Court's Reasoning and Analysis
1. Admissibility and Weight of Handwriting Expert Evidence. The Court undertook an extensive review of statutory provisions (Sections 45, 46 & 73 Evidence Act) and case-law, concluding that there is no legal rule requiring corroboration of handwriting expert opinion. The science, though imperfect, warrants a cautious approach: the court must probe the expert’s reasons and may compare writings itself.
2. Application to the Present Facts. The expert (PW-15) provided unchallenged, cogent reasons linking the Hindi note (p. G, Ex. P-9) to the appellant’s specimen writings. Neither cross-examination nor counsel’s arguments undermined the opinion. Both the trial court and High Court compared the writings and found the authorship identical; the Supreme Court saw no reason to differ.
3. Rebuttal of Internal-Evidence Argument. The Court dismissed the contention that the self-description as a graduate excluded the appellant’s authorship, holding the note was likely written to mislead investigators by suggesting disgruntled graduates committed the crime.
4. Recovery of the Wrist-Watch. Ownership of the watch by the deceased and its recovery at the appellant’s instance were undisputed. The appellant’s explanation that he purchased it from Roop Chand lacked evidentiary support and was deemed a fabrication. Although the time-lag in recovery could weaken the inference of guilt if standing alone, when combined with the handwriting evidence it became a compelling incriminating circumstance.
5. Cumulative Assessment. The presence of the appellant’s handwriting at the crime scene and the unexplained possession of the deceased’s distinctive watch constituted a complete chain of circumstances establishing guilt beyond reasonable doubt.
Holding and Implications
Appeal Dismissed – Conviction under Section 302/34 IPC and sentence of life imprisonment affirmed.
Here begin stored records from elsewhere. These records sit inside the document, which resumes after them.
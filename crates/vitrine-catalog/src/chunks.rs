//! Chunk construction and the lexical search booster.
//!
//! Every product yields exactly four chunks in [`ChunkKind::ALL`] order.
//! Each chunk is capped independently so one verbose field cannot crowd out
//! the others in the embedding.

use std::collections::HashSet;

use vitrine_core::text::{collapse_whitespace, fold, truncate_chars};
use vitrine_core::{ChunkKind, EmbeddingChunk, Product, SEARCH_BOOSTER_MAX_CHARS, Variant};

use crate::html::strip_html;

const OVERVIEW_MAX_CHARS: usize = 1200;
const FEATURES_MAX_CHARS: usize = 1500;
const FEATURES_MAX_SENTENCES: usize = 6;
const VARIANTS_MAX_CHARS: usize = 4000;
const VARIANTS_MAX_LINES: usize = 60;
const POLICY_MAX_CHARS: usize = 1500;

const BOOSTER_SEPARATOR: &str = " | ";

/// Policy text used when a product carries none.
pub const DEFAULT_POLICY: &str = "Đổi trả miễn phí trong 7 ngày với sản phẩm còn nguyên tem mác. \
     Hỗ trợ đổi size một lần. Hoàn tiền qua phương thức thanh toán ban đầu.";

/// Features line used when the description yields no sentences.
pub const FEATURES_PLACEHOLDER: &str = "Chưa có mô tả chi tiết cho sản phẩm này.";

/// Folded color name to display name.
const COLOR_NAMES: &[(&str, &str)] = &[
    ("den", "đen"),
    ("black", "đen"),
    ("trang", "trắng"),
    ("white", "trắng"),
    ("navy", "xanh navy"),
    ("xanh navy", "xanh navy"),
    ("xam", "xám"),
    ("grey", "xám"),
    ("gray", "xám"),
    ("be", "be"),
    ("beige", "be"),
    ("kem", "kem"),
    ("cream", "kem"),
    ("nau", "nâu"),
    ("brown", "nâu"),
    ("do", "đỏ"),
    ("red", "đỏ"),
    ("hong", "hồng"),
    ("pink", "hồng"),
    ("vang", "vàng"),
    ("yellow", "vàng"),
    ("xanh la", "xanh lá"),
    ("green", "xanh lá"),
    ("xanh duong", "xanh dương"),
    ("blue", "xanh dương"),
];

/// A chunk before embedding.
#[derive(Debug, Clone, PartialEq, Eq)]
pub struct ChunkDraft {
    pub kind: ChunkKind,
    pub content: String,
}

impl ChunkDraft {
    /// Attach an embedding, producing a storable chunk.
    pub fn into_chunk(self, product_id: &str, embedding: Vec<f32>) -> EmbeddingChunk {
        EmbeddingChunk {
            product_id: product_id.to_string(),
            kind: self.kind,
            content: self.content,
            embedding,
        }
    }
}

/// Build the four chunks for a product.
pub fn build_chunks(product: &Product) -> Vec<ChunkDraft> {
    ChunkKind::ALL
        .iter()
        .map(|&kind| {
            let content = match kind {
                ChunkKind::Overview => overview(product),
                ChunkKind::Features => features(product),
                ChunkKind::Variants => variants(product),
                ChunkKind::Policy => policy(product),
            };
            ChunkDraft { kind, content }
        })
        .collect()
}

fn overview(product: &Product) -> String {
    let mut lines = vec![
        format!("Sản phẩm: {}", product.title),
        format!(
            "Loại: {} | Dáng: {}",
            product.category_guess, product.fit_guess
        ),
        format!("Giá: {} VND", product.price),
    ];
    if !product.occasion.is_empty() {
        lines.push(format!("Dịp: {}", product.occasion.join(", ")));
    }
    if !product.style.is_empty() {
        lines.push(format!("Phong cách: {}", product.style.join(", ")));
    }
    if let Some(why) = &product.why_recommend {
        lines.push(format!("Gợi ý: {why}"));
    }
    lines.push(format!("Link: {}", product.url));
    truncate_chars(&lines.join("\n"), OVERVIEW_MAX_CHARS)
}

fn features(product: &Product) -> String {
    let sentences: Vec<&str> = product
        .description_text
        .split(['.', '•', '\n', '\r'])
        .map(str::trim)
        .filter(|s| !s.is_empty())
        .take(FEATURES_MAX_SENTENCES)
        .collect();

    let body = if sentences.is_empty() {
        FEATURES_PLACEHOLDER.to_string()
    } else {
        sentences
            .iter()
            .map(|s| format!("- {s}"))
            .collect::<Vec<_>>()
            .join("\n")
    };
    truncate_chars(&format!("Đặc điểm:\n{body}"), FEATURES_MAX_CHARS)
}

fn variants(product: &Product) -> String {
    let colors = distinct(
        product
            .variants
            .iter()
            .filter_map(|v| v.color.as_deref())
            .map(normalize_color),
    );
    let sizes = distinct(
        product
            .variants
            .iter()
            .filter_map(|v| v.size.as_deref())
            .map(normalize_size),
    );

    let mut lines = vec![
        format!("Màu: {}", join_or_dash(&colors)),
        format!("Size: {}", join_or_dash(&sizes)),
    ];
    lines.extend(
        product
            .variants
            .iter()
            .take(VARIANTS_MAX_LINES)
            .map(variant_line),
    );
    truncate_chars(&lines.join("\n"), VARIANTS_MAX_CHARS)
}

fn variant_line(variant: &Variant) -> String {
    let sku = variant
        .sku
        .as_deref()
        .or(variant.id.as_deref())
        .unwrap_or("-");
    let color = variant
        .color
        .as_deref()
        .map(normalize_color)
        .unwrap_or_else(|| "-".to_string());
    let size = variant
        .size
        .as_deref()
        .map(normalize_size)
        .unwrap_or_else(|| "-".to_string());
    let price = variant
        .price
        .map(|p| p.to_string())
        .unwrap_or_else(|| "-".to_string());
    format!("{sku} | {color} | {size} | {price}")
}

fn policy(product: &Product) -> String {
    let text = product
        .return_policy
        .as_deref()
        .map(|raw| strip_html(raw, false))
        .filter(|s| !s.is_empty())
        .unwrap_or_else(|| DEFAULT_POLICY.to_string());
    truncate_chars(&format!("Chính sách đổi trả: {text}"), POLICY_MAX_CHARS)
}

fn normalize_color(raw: &str) -> String {
    let folded = collapse_whitespace(&fold(raw));
    COLOR_NAMES
        .iter()
        .find(|(key, _)| *key == folded)
        .map(|(_, name)| name.to_string())
        .unwrap_or_else(|| raw.trim().to_lowercase())
}

fn normalize_size(raw: &str) -> String {
    raw.trim().to_uppercase()
}

fn distinct(items: impl Iterator<Item = String>) -> Vec<String> {
    let mut seen = HashSet::new();
    items
        .filter(|item| !item.is_empty() && seen.insert(item.clone()))
        .collect()
}

fn join_or_dash(items: &[String]) -> String {
    if items.is_empty() {
        "-".to_string()
    } else {
        items.join(", ")
    }
}

/// Build the deduplicated token bag used for lexical matching.
///
/// Tokens are kept in first-seen order. A token that would push the result
/// past [`SEARCH_BOOSTER_MAX_CHARS`] ends the bag; if the very first token is
/// already too long it is cut at a char boundary.
pub fn build_search_booster(product: &Product) -> String {
    let mut tokens: Vec<String> = Vec::new();
    let mut push_pair = |raw: &str| {
        let lowered = collapse_whitespace(&raw.to_lowercase());
        let folded = fold(&lowered);
        tokens.push(lowered);
        tokens.push(folded);
    };

    push_pair(&product.title);
    for tag in &product.tags {
        push_pair(tag);
    }
    for value in product.style.iter().chain(&product.occasion) {
        push_pair(value);
    }
    for variant in &product.variants {
        if let Some(color) = &variant.color {
            tokens.push(collapse_whitespace(&fold(color)));
        }
        if let Some(size) = &variant.size {
            tokens.push(format!("size {}", fold(size.trim())));
        }
    }

    let mut seen = HashSet::new();
    let mut booster = String::new();
    let mut len = 0;
    for token in tokens {
        if token.is_empty() || !seen.insert(token.clone()) {
            continue;
        }
        let sep = if booster.is_empty() { 0 } else { BOOSTER_SEPARATOR.len() };
        let token_len = token.chars().count();
        if len + sep + token_len > SEARCH_BOOSTER_MAX_CHARS {
            if booster.is_empty() {
                booster = truncate_chars(&token, SEARCH_BOOSTER_MAX_CHARS);
            }
            break;
        }
        if sep > 0 {
            booster.push_str(BOOSTER_SEPARATOR);
        }
        booster.push_str(&token);
        len += sep + token_len;
    }
    booster
}

// ============================================================================
// Tests
// ============================================================================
Implications: The judgment clarifies that courts may rely on the uncorroborated testimony of a handwriting expert when the opinion is well-reasoned and unshaken, especially when corroborated by the court’s own comparison under Section 73 Evidence Act. It discourages the rote insistence on corroboration and reinforces the evidentiary value of handwriting analysis in criminal trials.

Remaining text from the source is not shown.